▸ **WORK ITEM**
Write down exactly the lines of the records below, beginning with the first and ending with the line that includes "use std::time::Duration;".

===== ENTRIES SUPPLIED

#![deny(warnings)]
#![deny(dead_code)]
#![deny(unused_variables)]
#![deny(unused_imports)]

pub mod config;
pub mod error;
pub mod http;
pub mod session;
pub mod traits;
pub mod types;

pub use error::{Error, Result};
use async_trait::async_trait;

use crate::error::Result;
use crate::types::{Answer, RetrievalResult};

/// Turns text into fixed-dimension vectors comparable with the stored chunk
/// embeddings.
#[async_trait]
pub trait Embedder: Send + Sync {
    /// Stable identifier for the provider/model (e.g. `openai:text-embedding-ada-002`).
    fn embedder_id(&self) -> &str;
    fn dim(&self) -> usize;
    async fn embed_batch(&self, texts: &[String]) -> Result<Vec<Vec<f32>>>;

    async fn embed_query(&self, text: &str) -> Result<Vec<f32>> {
        self.embed_batch(&[text.to_string()])
            .await?
            .pop()
            .ok_or_else(|| crate::Error::upstream("embedder returned no vector"))
    }
}

/// Nearest-neighbour search over stored chunks.
#[async_trait]
pub trait Retriever: Send + Sync {
    /// Number of chunks returned by [`Retriever::retrieve`].
    fn top_k(&self) -> usize;

    async fn retrieve_k(&self, query: &str, k: usize) -> Result<RetrievalResult>;

    async fn retrieve(&self, query: &str) -> Result<RetrievalResult> { self.retrieve_k(query, self.top_k()).await }
}

/// Single-turn text completion.
#[async_trait]
pub trait LanguageModel: Send + Sync {
    fn model_id(&self) -> &str;
    async fn complete(&self, prompt: &str) -> Result<String>;
}

/// Anything that can turn a question into an [`Answer`].
#[async_trait]
pub trait QuestionAnswerer: Send + Sync {
    async fn answer(&self, question: &str) -> Result<Answer>;
}
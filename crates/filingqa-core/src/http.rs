//! HTTP plumbing shared by the Neo4j and OpenAI clients.

use reqwest::{Client, StatusCode};
use serde::Deserialize;
use std::time::Duration;

use crate::error::{Error, Result};

/// One pooled client per backend, bounded by the configured timeout.
pub fn build_client(timeout: Duration) -> Result<Client> {
    Client::builder()
        .timeout(timeout)
        .build()
        .map_err(|e| Error::configuration(format!("failed to build HTTP client: {e}")))
}

#[derive(Deserialize)]
struct ApiErrorBody {
    error: ApiErrorDetail,
}

#[derive(Deserialize)]
struct ApiErrorDetail {
    message: String,
}

/// Turn a non-success OpenAI response into an upstream error carrying the
/// API's own message when the body has one.
pub fn api_error(endpoint: &str, status: StatusCode, body: &str) -> Error {
    let detail = serde_json::from_str::<ApiErrorBody>(body)
        .map(|b| b.error.message)
        .unwrap_or_else(|_| body.chars().take(200).collect());
    let hint = match status {
        StatusCode::UNAUTHORIZED => " (check OPENAI_API_KEY)",
        StatusCode::TOO_MANY_REQUESTS => " (rate limited)",
        _ => "",
    };
    Error::upstream(format!("{endpoint} returned {status}{hint}: {detail}"))
}
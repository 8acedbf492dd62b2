pub mod interaction;
pub mod wrap;

pub use interaction::{InteractionLoop, Outcome, EXAMPLE_QUESTIONS};
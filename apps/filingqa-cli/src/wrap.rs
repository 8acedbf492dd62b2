/// Greedy word wrap. Runs of whitespace (newlines included) collapse to one
/// space and words longer than `width` are split across lines.
pub fn fill(text: &str, width: usize) -> String {
    let width = width.max(1);
    let mut lines: Vec<String> = Vec::new();
    let mut line = String::new();
    let mut line_len = 0;

    for word in text.split_whitespace() {
        let mut chars: Vec<char> = word.chars().collect();
        while !chars.is_empty() {
            let needed = if line_len == 0 { chars.len() } else { line_len + 1 + chars.len() };
            if needed <= width {
                if line_len > 0 {
                    line.push(' ');
                    line_len += 1;
                }
                line.extend(chars.iter());
                line_len += chars.len();
                chars.clear();
            } else if line_len > 0 {
                lines.push(std::mem::take(&mut line));
                line_len = 0;
            } else {
                let rest = chars.split_off(width);
                lines.push(chars.iter().collect());
                chars = rest;
            }
        }
    }
    if line_len > 0 {
        lines.push(line);
    }
    lines.join("\n")
}
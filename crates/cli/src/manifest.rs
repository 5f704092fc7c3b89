//! The YAML import manifest.

use anyhow::{bail, Context, Result};
use indexmap::IndexMap;
use rowcast_core::{
    AssetCatalog, AssetDefinition, CustomType, EnumType, FieldDef, RecordType, TypeRegistry,
};
use serde::Deserialize;
use std::path::{Path, PathBuf};

/// Enums, custom types, record types and assets for one import run.
#[derive(Debug, Default, Deserialize)]
#[serde(deny_unknown_fields)]
pub struct Manifest {
    #[serde(default)]
    pub enums: IndexMap<String, EnumSpec>,
    #[serde(default)]
    pub types: IndexMap<String, TypeSpec>,
    /// Record name to field name to declared type.
    #[serde(default)]
    pub records: IndexMap<String, IndexMap<String, String>>,
    #[serde(default)]
    pub assets: Vec<AssetSpec>,
}

/// Enum members, either numbered from zero or with explicit values.
#[derive(Debug, Deserialize)]
#[serde(untagged)]
pub enum EnumSpec {
    Ordinal(Vec<String>),
    Valued(IndexMap<String, i64>),
}

#[derive(Debug, Default, Clone, Copy, PartialEq, Eq, Deserialize)]
#[serde(rename_all = "lowercase")]
pub enum TypeKind {
    #[default]
    Object,
    Value,
    Abstract,
}

#[derive(Debug, Deserialize)]
#[serde(deny_unknown_fields)]
pub struct TypeSpec {
    #[serde(default)]
    pub kind: TypeKind,
    #[serde(default)]
    pub fields: IndexMap<String, String>,
}

#[derive(Debug, Deserialize)]
#[serde(deny_unknown_fields)]
pub struct AssetSpec {
    pub name: String,
    pub excel_name: Option<String>,
    pub output: Option<PathBuf>,
    #[serde(default)]
    pub log_on_import: bool,
    /// Sheet name to record name; `~` infers the record from the type row.
    #[serde(default)]
    pub sheets: IndexMap<String, Option<String>>,
}

impl Manifest {
    pub fn load(path: &Path) -> Result<Self> {
        let content = std::fs::read_to_string(path)
            .with_context(|| format!("Failed to read manifest: {}", path.display()))?;
        Self::from_yaml(&content).with_context(|| format!("Invalid manifest: {}", path.display()))
    }

    pub fn from_yaml(content: &str) -> Result<Self> {
        Ok(serde_yaml::from_str(content)?)
    }

    /// Build the type registry: built-ins, then enums, then custom types in
    /// declaration order. A custom type may only refer to types declared
    /// before it.
    pub fn registry(&self) -> Result<TypeRegistry> {
        let mut registry = TypeRegistry::new();

        for (name, spec) in &self.enums {
            let enum_type = match spec {
                EnumSpec::Ordinal(members) => EnumType::new(name.as_str(), members.iter().cloned()),
                EnumSpec::Valued(members) => EnumType::with_values(
                    name.as_str(),
                    members.iter().map(|(m, v)| (m.clone(), *v)),
                ),
            };
            registry.register_enum(enum_type)?;
        }

        for (name, spec) in &self.types {
            let fields = resolve_fields(&registry, &spec.fields)
                .with_context(|| format!("In type '{name}'"))?;
            let custom = match spec.kind {
                TypeKind::Object => CustomType::object(name.as_str(), fields),
                TypeKind::Value => CustomType::value(name.as_str(), fields),
                TypeKind::Abstract => {
                    if !fields.is_empty() {
                        bail!("Abstract type '{name}' cannot declare fields");
                    }
                    CustomType::abstract_type(name.as_str())
                }
            };
            registry.register_custom(custom)?;
        }

        Ok(registry)
    }

    /// Resolve every record declaration against `registry`.
    pub fn record_types(&self, registry: &TypeRegistry) -> Result<IndexMap<String, RecordType>> {
        self.records
            .iter()
            .map(|(name, fields)| {
                let fields = resolve_fields(registry, fields)
                    .with_context(|| format!("In record '{name}'"))?;
                let record_type = RecordType {
                    name: name.clone(),
                    fields,
                };
                Ok((name.clone(), record_type))
            })
            .collect()
    }

    /// Build the asset catalog, binding sheets to the declared records.
    pub fn catalog(&self, registry: &TypeRegistry) -> Result<AssetCatalog> {
        let record_types = self.record_types(registry)?;
        let mut catalog = AssetCatalog::new();

        for spec in &self.assets {
            let mut asset =
                AssetDefinition::new(spec.name.as_str()).with_log_on_import(spec.log_on_import);
            asset.excel_name.clone_from(&spec.excel_name);
            asset.output.clone_from(&spec.output);

            for (sheet, record) in &spec.sheets {
                asset = match record {
                    Some(record) => {
                        let record_type = record_types.get(record).with_context(|| {
                            format!("Asset '{}': record type not found: {record}", spec.name)
                        })?;
                        asset.bind(sheet.as_str(), record_type.clone())
                    }
                    None => asset.bind_inferred(sheet.as_str()),
                };
            }

            if catalog.add(asset).is_some() {
                bail!("Asset '{}' reuses the workbook of an earlier asset", spec.name);
            }
        }

        Ok(catalog)
    }
}

fn resolve_fields(
    registry: &TypeRegistry,
    fields: &IndexMap<String, String>,
) -> Result<Vec<FieldDef>> {
    fields
        .iter()
        .map(|(name, token)| {
            let ty = registry
                .resolve(token)
                .with_context(|| format!("Field '{name}'"))?;
            Ok(FieldDef::new(name.as_str(), ty))
        })
        .collect()
}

==========

▸ **WRITTEN ANSWER**
#![deny(warnings)]
#![deny(dead_code)]
#![deny(unused_variables)]
#![deny(unused_imports)]

pub mod config;
pub mod error;
pub mod http;
pub mod session;
pub mod traits;
pub mod types;

pub use error::{Error, Result};
use async_trait::async_trait;

use crate::error::Result;
use crate::types::{Answer, RetrievalResult};

/// Turns text into fixed-dimension vectors comparable with the stored chunk
/// embeddings.
#[async_trait]
pub trait Embedder: Send + Sync {
    /// Stable identifier for the provider/model (e.g. `openai:text-embedding-ada-002`).
    fn embedder_id(&self) -> &str;
    fn dim(&self) -> usize;
    async fn embed_batch(&self, texts: &[String]) -> Result<Vec<Vec<f32>>>;

    async fn embed_query(&self, text: &str) -> Result<Vec<f32>> {
        self.embed_batch(&[text.to_string()])
            .await?
            .pop()
            .ok_or_else(|| crate::Error::upstream("embedder returned no vector"))
    }
}

/// Nearest-neighbour search over stored chunks.
#[async_trait]
pub trait Retriever: Send + Sync {
    /// Number of chunks returned by [`Retriever::retrieve`].
    fn top_k(&self) -> usize;

    async fn retrieve_k(&self, query: &str, k: usize) -> Result<RetrievalResult>;

    async fn retrieve(&self, query: &str) -> Result<RetrievalResult> { self.retrieve_k(query, self.top_k()).await }
}

/// Single-turn text completion.
#[async_trait]
pub trait LanguageModel: Send + Sync {
    fn model_id(&self) -> &str;
    async fn complete(&self, prompt: &str) -> Result<String>;
}

/// Anything that can turn a question into an [`Answer`].
#[async_trait]
pub trait QuestionAnswerer: Send + Sync {
    async fn answer(&self, question: &str) -> Result<Answer>;
}
filename crates/filingqa-core/src/http.rs
//! HTTP plumbing shared by the Neo4j and OpenAI clients.

use reqwest::{Client, StatusCode};
use serde::Deserialize;
use std::time::Duration;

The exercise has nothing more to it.